:: Input data

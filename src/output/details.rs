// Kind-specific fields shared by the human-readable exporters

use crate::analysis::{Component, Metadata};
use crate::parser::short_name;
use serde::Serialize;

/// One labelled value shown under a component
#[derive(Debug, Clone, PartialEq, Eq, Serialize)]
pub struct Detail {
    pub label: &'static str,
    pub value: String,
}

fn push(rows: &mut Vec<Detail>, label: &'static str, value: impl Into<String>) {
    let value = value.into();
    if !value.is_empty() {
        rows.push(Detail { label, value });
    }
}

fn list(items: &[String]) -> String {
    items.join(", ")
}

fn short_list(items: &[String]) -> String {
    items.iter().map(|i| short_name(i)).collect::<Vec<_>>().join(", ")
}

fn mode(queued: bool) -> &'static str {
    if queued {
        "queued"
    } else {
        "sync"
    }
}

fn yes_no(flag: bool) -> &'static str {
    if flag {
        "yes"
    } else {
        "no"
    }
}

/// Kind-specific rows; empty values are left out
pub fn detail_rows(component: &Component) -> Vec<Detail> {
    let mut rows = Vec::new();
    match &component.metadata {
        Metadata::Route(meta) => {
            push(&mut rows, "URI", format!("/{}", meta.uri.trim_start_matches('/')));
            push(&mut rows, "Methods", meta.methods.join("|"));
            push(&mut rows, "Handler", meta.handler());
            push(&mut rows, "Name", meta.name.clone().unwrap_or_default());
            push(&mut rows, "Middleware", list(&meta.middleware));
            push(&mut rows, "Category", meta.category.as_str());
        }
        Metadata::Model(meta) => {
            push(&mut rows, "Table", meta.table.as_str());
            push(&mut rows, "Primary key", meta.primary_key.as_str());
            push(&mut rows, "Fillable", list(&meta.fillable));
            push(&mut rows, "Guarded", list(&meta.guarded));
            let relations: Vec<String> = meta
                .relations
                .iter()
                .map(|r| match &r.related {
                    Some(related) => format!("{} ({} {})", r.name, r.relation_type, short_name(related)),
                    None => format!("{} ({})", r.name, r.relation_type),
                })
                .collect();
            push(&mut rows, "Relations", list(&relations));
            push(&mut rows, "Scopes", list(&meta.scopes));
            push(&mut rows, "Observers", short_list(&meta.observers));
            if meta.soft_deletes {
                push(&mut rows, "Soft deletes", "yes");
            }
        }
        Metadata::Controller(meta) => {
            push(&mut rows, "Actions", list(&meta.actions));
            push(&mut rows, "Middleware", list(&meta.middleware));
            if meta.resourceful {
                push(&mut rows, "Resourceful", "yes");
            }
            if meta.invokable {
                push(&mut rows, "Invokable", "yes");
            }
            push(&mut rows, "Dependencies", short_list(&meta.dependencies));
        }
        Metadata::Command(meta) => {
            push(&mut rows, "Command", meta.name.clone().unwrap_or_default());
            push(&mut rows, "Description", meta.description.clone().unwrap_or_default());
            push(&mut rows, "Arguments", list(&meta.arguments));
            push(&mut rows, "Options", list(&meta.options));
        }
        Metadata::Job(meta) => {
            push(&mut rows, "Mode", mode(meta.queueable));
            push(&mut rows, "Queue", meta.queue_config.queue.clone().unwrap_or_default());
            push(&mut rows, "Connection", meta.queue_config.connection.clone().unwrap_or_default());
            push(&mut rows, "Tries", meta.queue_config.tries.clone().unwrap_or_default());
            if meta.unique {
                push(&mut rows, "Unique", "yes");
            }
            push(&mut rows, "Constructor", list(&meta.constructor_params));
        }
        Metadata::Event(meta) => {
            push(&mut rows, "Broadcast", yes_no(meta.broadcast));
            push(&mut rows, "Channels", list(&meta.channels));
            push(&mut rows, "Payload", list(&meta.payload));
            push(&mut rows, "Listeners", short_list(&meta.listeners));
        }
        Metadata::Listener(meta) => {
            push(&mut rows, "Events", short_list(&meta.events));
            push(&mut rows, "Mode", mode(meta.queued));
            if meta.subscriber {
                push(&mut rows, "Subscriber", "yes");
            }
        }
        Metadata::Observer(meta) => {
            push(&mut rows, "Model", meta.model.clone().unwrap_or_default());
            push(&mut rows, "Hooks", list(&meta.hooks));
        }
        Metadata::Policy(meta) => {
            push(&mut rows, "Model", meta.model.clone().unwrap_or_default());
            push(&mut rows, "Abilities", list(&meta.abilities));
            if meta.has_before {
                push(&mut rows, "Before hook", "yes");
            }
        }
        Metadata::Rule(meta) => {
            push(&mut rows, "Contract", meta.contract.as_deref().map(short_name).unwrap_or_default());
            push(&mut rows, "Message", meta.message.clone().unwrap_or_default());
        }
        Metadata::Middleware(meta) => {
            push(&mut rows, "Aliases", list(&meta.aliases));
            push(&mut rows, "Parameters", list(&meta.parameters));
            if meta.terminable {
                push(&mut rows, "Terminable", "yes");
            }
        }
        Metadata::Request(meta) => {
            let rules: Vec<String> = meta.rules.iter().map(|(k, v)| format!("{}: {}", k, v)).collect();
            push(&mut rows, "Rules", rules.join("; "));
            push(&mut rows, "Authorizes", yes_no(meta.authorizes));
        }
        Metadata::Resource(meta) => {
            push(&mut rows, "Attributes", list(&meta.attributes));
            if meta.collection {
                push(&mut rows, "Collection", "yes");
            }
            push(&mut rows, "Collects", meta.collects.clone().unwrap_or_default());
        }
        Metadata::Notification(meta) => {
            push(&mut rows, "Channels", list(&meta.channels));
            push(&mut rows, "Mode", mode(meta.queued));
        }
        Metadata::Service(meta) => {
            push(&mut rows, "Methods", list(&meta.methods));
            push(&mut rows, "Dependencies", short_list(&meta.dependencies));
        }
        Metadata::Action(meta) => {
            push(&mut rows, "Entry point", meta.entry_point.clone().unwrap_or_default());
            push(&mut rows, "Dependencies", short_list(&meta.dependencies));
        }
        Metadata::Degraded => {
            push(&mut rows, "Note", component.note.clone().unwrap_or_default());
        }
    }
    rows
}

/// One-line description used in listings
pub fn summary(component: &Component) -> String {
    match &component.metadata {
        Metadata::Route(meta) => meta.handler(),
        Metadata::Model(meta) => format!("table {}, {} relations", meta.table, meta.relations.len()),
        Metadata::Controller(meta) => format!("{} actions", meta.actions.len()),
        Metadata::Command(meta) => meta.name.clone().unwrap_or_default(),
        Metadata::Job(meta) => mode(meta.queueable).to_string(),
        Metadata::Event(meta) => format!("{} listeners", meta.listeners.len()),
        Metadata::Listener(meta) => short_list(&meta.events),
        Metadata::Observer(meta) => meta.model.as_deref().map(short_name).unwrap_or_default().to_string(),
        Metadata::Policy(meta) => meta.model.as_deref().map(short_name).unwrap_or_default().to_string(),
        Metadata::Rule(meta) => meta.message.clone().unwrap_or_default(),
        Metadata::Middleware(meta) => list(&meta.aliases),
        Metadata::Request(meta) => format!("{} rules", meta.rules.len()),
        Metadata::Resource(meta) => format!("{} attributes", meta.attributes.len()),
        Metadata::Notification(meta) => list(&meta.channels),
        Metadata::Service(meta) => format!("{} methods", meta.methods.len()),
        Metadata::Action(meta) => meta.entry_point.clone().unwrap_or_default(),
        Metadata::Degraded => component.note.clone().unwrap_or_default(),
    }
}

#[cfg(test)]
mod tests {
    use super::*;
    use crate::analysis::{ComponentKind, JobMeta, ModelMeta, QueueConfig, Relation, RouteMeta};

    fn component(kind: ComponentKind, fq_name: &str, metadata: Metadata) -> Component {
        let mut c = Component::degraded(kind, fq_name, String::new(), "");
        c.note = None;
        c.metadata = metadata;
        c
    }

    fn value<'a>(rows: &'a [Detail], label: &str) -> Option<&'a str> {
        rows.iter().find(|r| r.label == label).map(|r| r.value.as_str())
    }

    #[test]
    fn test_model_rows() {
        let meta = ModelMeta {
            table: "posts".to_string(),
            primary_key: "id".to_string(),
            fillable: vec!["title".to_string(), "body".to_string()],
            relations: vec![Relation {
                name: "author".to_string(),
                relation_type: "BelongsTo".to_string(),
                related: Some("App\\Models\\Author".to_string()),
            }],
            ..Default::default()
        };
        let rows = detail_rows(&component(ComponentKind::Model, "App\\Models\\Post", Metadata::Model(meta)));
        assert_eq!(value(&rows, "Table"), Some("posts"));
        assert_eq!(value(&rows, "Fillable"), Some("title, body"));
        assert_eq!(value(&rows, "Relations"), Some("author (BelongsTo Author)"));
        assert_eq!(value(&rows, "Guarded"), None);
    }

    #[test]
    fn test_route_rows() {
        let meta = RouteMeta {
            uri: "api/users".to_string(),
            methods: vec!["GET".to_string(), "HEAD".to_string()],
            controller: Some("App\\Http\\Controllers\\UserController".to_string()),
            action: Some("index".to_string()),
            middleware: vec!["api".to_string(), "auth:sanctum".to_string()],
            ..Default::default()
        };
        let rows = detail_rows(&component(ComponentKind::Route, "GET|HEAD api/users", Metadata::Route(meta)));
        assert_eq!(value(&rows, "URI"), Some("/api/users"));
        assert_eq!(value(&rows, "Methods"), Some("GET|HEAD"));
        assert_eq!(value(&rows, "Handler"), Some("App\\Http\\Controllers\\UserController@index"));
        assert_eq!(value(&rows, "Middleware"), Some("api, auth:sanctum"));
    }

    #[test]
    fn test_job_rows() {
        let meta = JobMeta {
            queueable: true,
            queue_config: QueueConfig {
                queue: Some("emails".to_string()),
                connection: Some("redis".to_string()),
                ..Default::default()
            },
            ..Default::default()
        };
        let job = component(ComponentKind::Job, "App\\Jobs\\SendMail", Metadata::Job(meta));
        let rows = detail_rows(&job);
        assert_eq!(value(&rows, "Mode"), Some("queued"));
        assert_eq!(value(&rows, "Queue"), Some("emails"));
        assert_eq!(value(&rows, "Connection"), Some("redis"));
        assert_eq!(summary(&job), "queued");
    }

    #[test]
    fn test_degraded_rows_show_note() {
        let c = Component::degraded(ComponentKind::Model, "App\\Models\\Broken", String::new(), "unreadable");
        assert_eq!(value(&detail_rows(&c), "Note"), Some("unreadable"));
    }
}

::::

* What to work on:
For every line above that has "Models" in it, copy the line.

* Response to the task:
                related: Some("App\\Models\\Author".to_string()),
        let rows = detail_rows(&component(ComponentKind::Model, "App\\Models\\Post", Metadata::Model(meta)));
        let c = Component::degraded(ComponentKind::Model, "App\\Models\\Broken", String::new(), "unreadable");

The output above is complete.